TASK OBJECTIVE ::
Starting at the line with "pub fn parse(input: &str)" and going on through the line with "let mut parts = path.split('/');", reproduce each line in the records below exactly and nothing more.

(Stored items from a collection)
// Unless explicitly stated otherwise all files in this repository are licensed under the Apache License, Version 2.0.
// This product includes software developed at Datadog (https://www.datadoghq.com/).
// Copyright 2024 Datadog, Inc.

use derive_builder::Builder;
use serde::{Deserialize, Serialize};
use std::fmt;
use std::path::PathBuf;

/// One step of a diagnostic, anchored at a source position.
#[derive(Deserialize, Debug, Serialize, Clone, PartialEq, Eq, Builder)]
pub struct Event {
    pub path: PathBuf,
    pub line: u32,
    pub column: u32,
    pub message: String,
}

impl fmt::Display for Event {
    fn fmt(&self, f: &mut fmt::Formatter<'_>) -> fmt::Result {
        write!(
            f,
            "{}:{}:{}: {}",
            self.path.display(),
            self.line,
            self.column,
            self.message
        )
    }
}

/// One diagnostic produced by an analyzer, with its optional steps,
/// notes, macro expansions and fixits.
///
/// SpotBugs never emits macro expansions; the field exists because the
/// report-detail view has rows for them.
#[derive(Deserialize, Debug, Serialize, Clone, PartialEq, Eq, Builder)]
pub struct Message {
    pub path: PathBuf,
    pub line: u32,
    pub column: u32,
    pub message: String,
    /// The checker (bug pattern, rule) that produced the diagnostic.
    pub checker: String,
    #[serde(default)]
    #[builder(default)]
    pub report_hash: Option<String>,
    #[serde(default)]
    #[builder(default)]
    pub events: Vec<Event>,
    #[serde(default)]
    #[builder(default)]
    pub notes: Vec<Event>,
    #[serde(default)]
    #[builder(default)]
    pub macro_expansions: Vec<Event>,
    #[serde(default)]
    #[builder(default)]
    pub fixits: Vec<Event>,
}

impl fmt::Display for Message {
    fn fmt(&self, f: &mut fmt::Formatter<'_>) -> fmt::Result {
        write!(
            f,
            "{}:{}:{}: {} [{}]",
            self.path.display(),
            self.line,
            self.column,
            self.message,
            self.checker
        )
    }
}
pub mod model;
use serde::{Deserialize, Serialize};
use std::fmt;

/// The kinds of rows that make up a report-detail view.
///
/// Consumers index rows by position, so both the discriminants and the
/// order of [`ReportField::ALL`] are part of the contract: codes are the
/// contiguous range 0..=8 in declared order and never change for the
/// lifetime of the process. Being a fieldless enum, the table cannot be
/// extended or reassigned at runtime; the only possible misuse left is
/// looking up an unknown name or code, which fails with
/// [`ReportFieldError`].
#[derive(Copy, Clone, Deserialize, Debug, Serialize, Eq, PartialEq, Hash)]
#[repr(u8)]
pub enum ReportField {
    #[serde(rename = "SEVERITY_LEVEL")]
    SeverityLevel = 0,
    #[serde(rename = "DETECTION_STATUS")]
    DetectionStatus = 1,
    #[serde(rename = "REPORT")]
    Report = 2,
    #[serde(rename = "REPORT_STEPS")]
    ReportSteps = 3,
    #[serde(rename = "BUG")]
    Bug = 4,
    #[serde(rename = "MACRO_EXPANSION")]
    MacroExpansion = 5,
    #[serde(rename = "MACRO_EXPANSION_ITEM")]
    MacroExpansionItem = 6,
    #[serde(rename = "NOTE")]
    Note = 7,
    #[serde(rename = "NOTE_ITEM")]
    NoteItem = 8,
}

#[derive(Debug, Clone, Eq, PartialEq, thiserror::Error)]
pub enum ReportFieldError {
    #[error("unknown report field name `{0}`")]
    UnknownName(String),
    #[error("report field code out of range: {0}")]
    UnknownCode(u8),
}

impl ReportField {
    /// Every field, in code order.
    pub const ALL: [ReportField; 9] = [
        ReportField::SeverityLevel,
        ReportField::DetectionStatus,
        ReportField::Report,
        ReportField::ReportSteps,
        ReportField::Bug,
        ReportField::MacroExpansion,
        ReportField::MacroExpansionItem,
        ReportField::Note,
        ReportField::NoteItem,
    ];

    /// The fixed integer code of this field.
    pub fn code(self) -> u8 {
        self as u8
    }

    /// The canonical name of this field.
    pub fn name(self) -> &'static str {
        match self {
            Self::SeverityLevel => "SEVERITY_LEVEL",
            Self::DetectionStatus => "DETECTION_STATUS",
            Self::Report => "REPORT",
            Self::ReportSteps => "REPORT_STEPS",
            Self::Bug => "BUG",
            Self::MacroExpansion => "MACRO_EXPANSION",
            Self::MacroExpansionItem => "MACRO_EXPANSION_ITEM",
            Self::Note => "NOTE",
            Self::NoteItem => "NOTE_ITEM",
        }
    }
}

impl TryFrom<&str> for ReportField {
    type Error = ReportFieldError;

    fn try_from(s: &str) -> Result<Self, ReportFieldError> {
        match s.to_uppercase().as_str() {
            "SEVERITY_LEVEL" => Ok(ReportField::SeverityLevel),
            "DETECTION_STATUS" => Ok(ReportField::DetectionStatus),
            "REPORT" => Ok(ReportField::Report),
            "REPORT_STEPS" => Ok(ReportField::ReportSteps),
            "BUG" => Ok(ReportField::Bug),
            "MACRO_EXPANSION" => Ok(ReportField::MacroExpansion),
            "MACRO_EXPANSION_ITEM" => Ok(ReportField::MacroExpansionItem),
            "NOTE" => Ok(ReportField::Note),
            "NOTE_ITEM" => Ok(ReportField::NoteItem),
            _ => Err(ReportFieldError::UnknownName(s.to_string())),
        }
    }
}

impl TryFrom<u8> for ReportField {
    type Error = ReportFieldError;

    fn try_from(code: u8) -> Result<Self, ReportFieldError> {
        ReportField::ALL
            .into_iter()
            .find(|f| f.code() == code)
            .ok_or(ReportFieldError::UnknownCode(code))
    }
}

impl fmt::Display for ReportField {
    fn fmt(&self, f: &mut fmt::Formatter) -> fmt::Result {
        match self {
            Self::SeverityLevel => write!(f, "severity_level"),
            Self::DetectionStatus => write!(f, "detection_status"),
            Self::Report => write!(f, "report"),
            Self::ReportSteps => write!(f, "report_steps"),
            Self::Bug => write!(f, "bug"),
            Self::MacroExpansion => write!(f, "macro_expansion"),
            Self::MacroExpansionItem => write!(f, "macro_expansion_item"),
            Self::Note => write!(f, "note"),
            Self::NoteItem => write!(f, "note_item"),
        }
    }
}
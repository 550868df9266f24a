//! mandex: a lazy index over a sectioned manual corpus.
//!
//! A corpus is a directory holding `man1` through `man8`, each containing pages and nested
//! subsections. mandex discovers the tree on demand, resolves `man`-style queries and
//! `help://man/...` locators to pages, and searches page names and bodies.

#![warn(missing_docs)]

pub mod cli;
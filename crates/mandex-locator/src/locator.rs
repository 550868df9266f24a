//! Canonical locators.
//!
//! A locator addresses a node by section number and a path of names, e.g. `3/printf` or
//! `1/Applications/Browser`. The same locator can be written as a help URL,
//! `help://man/3/printf`. This type centralizes parsing and formatting so callers never
//! split locator strings by hand.

use std::{fmt, str::FromStr};

use crate::{LocatorError, SectionNumber};

/// URL scheme accepted for the URL form of a locator.
pub const SCHEME: &str = "help";

/// URL authority accepted for the URL form of a locator.
pub const AUTHORITY: &str = "man";

/// Locator of the page shown when a query has no arguments.
pub const DEFAULT_INDEX_PAGE: &str = "7/Help-index";

/// A parsed locator: a section number followed by zero or more name segments.
#[derive(Debug, Clone, PartialEq, Eq, Hash)]
pub struct Locator {
    /// Top-level section.
    section: SectionNumber,
    /// Names below the section, outermost first.
    segments: Vec<String>,
}

impl Locator {
    /// Creates a locator from a section and name segments.
    pub fn new(section: SectionNumber, segments: Vec<String>) -> Self {
        Self { section, segments }
    }

    /// Creates a locator that addresses a whole section.
    pub fn section_only(section: SectionNumber) -> Self {
        Self::new(section, Vec::new())
    }

    /// Parses a locator in either the bare (`3/printf`) or URL (`help://man/3/printf`) form.
    ///
    /// A single trailing slash is tolerated. Empty name segments, a missing or non-numeric
    /// section and out-of-range sections are rejected.
    pub fn parse(input: &str) -> Result<Self, LocatorError> {
        let path = match input.split_once("://") {
            Some((scheme, rest)) => Self::strip_authority(scheme, rest)?,
            None => input.strip_prefix('/').unwrap_or(input),
        };
        let path = path.strip_suffix('/').unwrap_or(path);

        let mut parts = path.split('/');
        let section_text = parts.next().unwrap_or_default();
        if section_text.is_empty() {
            return Err(LocatorError::malformed(input, "missing section number"));
        }
        let section = SectionNumber::parse(section_text).map_err(|e| match e {
            LocatorError::MalformedLocator { reason, .. } => LocatorError::malformed(input, reason),
            other => other,
        })?;

        let mut segments = Vec::new();
        for part in parts {
            if part.is_empty() {
                return Err(LocatorError::malformed(input, "empty name segment"));
            }
            segments.push(part.to_string());
        }

        Ok(Self { section, segments })
    }

    /// Validates the scheme and authority of a URL-form locator and returns its path.
    fn strip_authority<'a>(scheme: &str, rest: &'a str) -> Result<&'a str, LocatorError> {
        let (authority, path) = rest.split_once('/').unwrap_or((rest, ""));
        if scheme != SCHEME || authority != AUTHORITY {
            return Err(LocatorError::InvalidAuthority {
                found: format!("{scheme}://{authority}"),
            });
        }
        Ok(path)
    }

    /// Returns the locator of the default index page.
    pub fn default_index_page() -> Self {
        Self::parse(DEFAULT_INDEX_PAGE).expect("default index page locator is valid")
    }

    /// Returns the section this locator starts in.
    pub fn section(&self) -> SectionNumber {
        self.section
    }

    /// Returns the name segments below the section.
    pub fn segments(&self) -> &[String] {
        &self.segments
    }

    /// Returns true if this locator addresses a section rather than something inside one.
    pub fn is_section(&self) -> bool {
        self.segments.is_empty()
    }

    /// Returns the final name segment, if any.
    pub fn name(&self) -> Option<&str> {
        self.segments.last().map(String::as_str)
    }

    /// Returns a new locator with `name` appended.
    pub fn child(&self, name: impl Into<String>) -> Self {
        let mut segments = self.segments.clone();
        segments.push(name.into());
        Self::new(self.section, segments)
    }

    /// Formats the locator as a help URL.
    pub fn to_url(&self) -> String {
        format!("{SCHEME}://{AUTHORITY}/{self}")
    }
}

impl fmt::Display for Locator {
    fn fmt(&self, f: &mut fmt::Formatter<'_>) -> fmt::Result {
        write!(f, "{}", self.section)?;
        for segment in &self.segments {
            write!(f, "/{segment}")?;
        }
        Ok(())
    }
}

impl FromStr for Locator {
    type Err = LocatorError;

    fn from_str(s: &str) -> Result<Self, Self::Err> {
        Self::parse(s)
    }
}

WRITTEN SOLUTION ::
    pub fn parse(input: &str) -> Result<Self, LocatorError> {
        let path = match input.split_once("://") {
            Some((scheme, rest)) => Self::strip_authority(scheme, rest)?,
            None => input.strip_prefix('/').unwrap_or(input),
        };
        let path = path.strip_suffix('/').unwrap_or(path);

        let mut parts = path.split('/');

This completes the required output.